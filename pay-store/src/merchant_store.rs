//! sqlx-backed implementation of [`pay_gateway::credential_registry::MerchantStore`]
//! over the `merchants` table.

use async_trait::async_trait;
use pay_common::{PayError, TenantId};
use pay_gateway::credential_registry::{Environment, MerchantStore, Tenant};
use sqlx::{postgres::PgRow, PgPool, Row};

fn environment_from_text(s: &str) -> Result<Environment, PayError> {
    match s {
        "sandbox" => Ok(Environment::Sandbox),
        "production" => Ok(Environment::Production),
        other => Err(PayError::internal(format!("unknown environment: {other}"))),
    }
}

fn environment_to_text(env: Environment) -> &'static str {
    match env {
        Environment::Sandbox => "sandbox",
        Environment::Production => "production",
    }
}

fn tenant_from_row(row: &PgRow) -> Result<Tenant, PayError> {
    let map_err = |e: sqlx::Error| PayError::internal(format!("row decode: {e}"));
    let environment: String = row.try_get("environment").map_err(map_err)?;
    Ok(Tenant {
        id: TenantId::from_uuid(row.try_get("id").map_err(map_err)?),
        slug: row.try_get("slug").map_err(map_err)?,
        cust_nbr: row.try_get("cust_nbr").map_err(map_err)?,
        merch_nbr: row.try_get("merch_nbr").map_err(map_err)?,
        dba_nbr: row.try_get("dba_nbr").map_err(map_err)?,
        terminal_nbr: row.try_get("terminal_nbr").map_err(map_err)?,
        environment: environment_from_text(&environment)?,
        mac_secret_path: row.try_get("mac_secret_path").map_err(map_err)?,
        active: row.try_get("is_active").map_err(map_err)?,
    })
}

pub struct SqlxMerchantStore {
    pool: PgPool,
}

impl SqlxMerchantStore {
    pub fn new(pool: PgPool) -> Self {
        Self { pool }
    }
}

#[async_trait]
impl MerchantStore for SqlxMerchantStore {
    async fn list_active_tenants(&self) -> Result<Vec<Tenant>, PayError> {
        let rows = sqlx::query(
            "SELECT id, slug, cust_nbr, merch_nbr, dba_nbr, terminal_nbr, environment, \
             mac_secret_path, is_active FROM merchants WHERE is_active",
        )
        .fetch_all(&self.pool)
        .await
        .map_err(|e| PayError::internal(format!("list active tenants: {e}")))?;
        rows.iter().map(tenant_from_row).collect()
    }

    async fn upsert_tenant(&self, tenant: &Tenant) -> Result<(), PayError> {
        sqlx::query(
            "INSERT INTO merchants (id, slug, cust_nbr, merch_nbr, dba_nbr, terminal_nbr, \
             environment, mac_secret_path, is_active) \
             VALUES ($1, $2, $3, $4, $5, $6, $7, $8, $9) \
             ON CONFLICT (id) DO UPDATE SET \
             slug = EXCLUDED.slug, cust_nbr = EXCLUDED.cust_nbr, merch_nbr = EXCLUDED.merch_nbr, \
             dba_nbr = EXCLUDED.dba_nbr, terminal_nbr = EXCLUDED.terminal_nbr, \
             environment = EXCLUDED.environment, mac_secret_path = EXCLUDED.mac_secret_path, \
             is_active = EXCLUDED.is_active, updated_at = now()",
        )
        .bind(tenant.id.as_uuid())
        .bind(&tenant.slug)
        .bind(&tenant.cust_nbr)
        .bind(&tenant.merch_nbr)
        .bind(&tenant.dba_nbr)
        .bind(&tenant.terminal_nbr)
        .bind(environment_to_text(tenant.environment))
        .bind(&tenant.mac_secret_path)
        .bind(tenant.active)
        .execute(&self.pool)
        .await
        .map_err(|e| PayError::internal(format!("upsert tenant: {e}")))?;
        Ok(())
    }

    async fn set_active(&self, tenant_id: TenantId, active: bool) -> Result<(), PayError> {
        sqlx::query("UPDATE merchants SET is_active = $2, updated_at = now() WHERE id = $1")
            .bind(tenant_id.as_uuid())
            .bind(active)
            .execute(&self.pool)
            .await
            .map_err(|e| PayError::internal(format!("set active: {e}")))?;
        Ok(())
    }
}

* **ACTIVITY**: Match on "execute" and copy out every line of the entries that contains it.

* **ANSWER**:
        .execute(&self.pool)
            .execute(&self.pool)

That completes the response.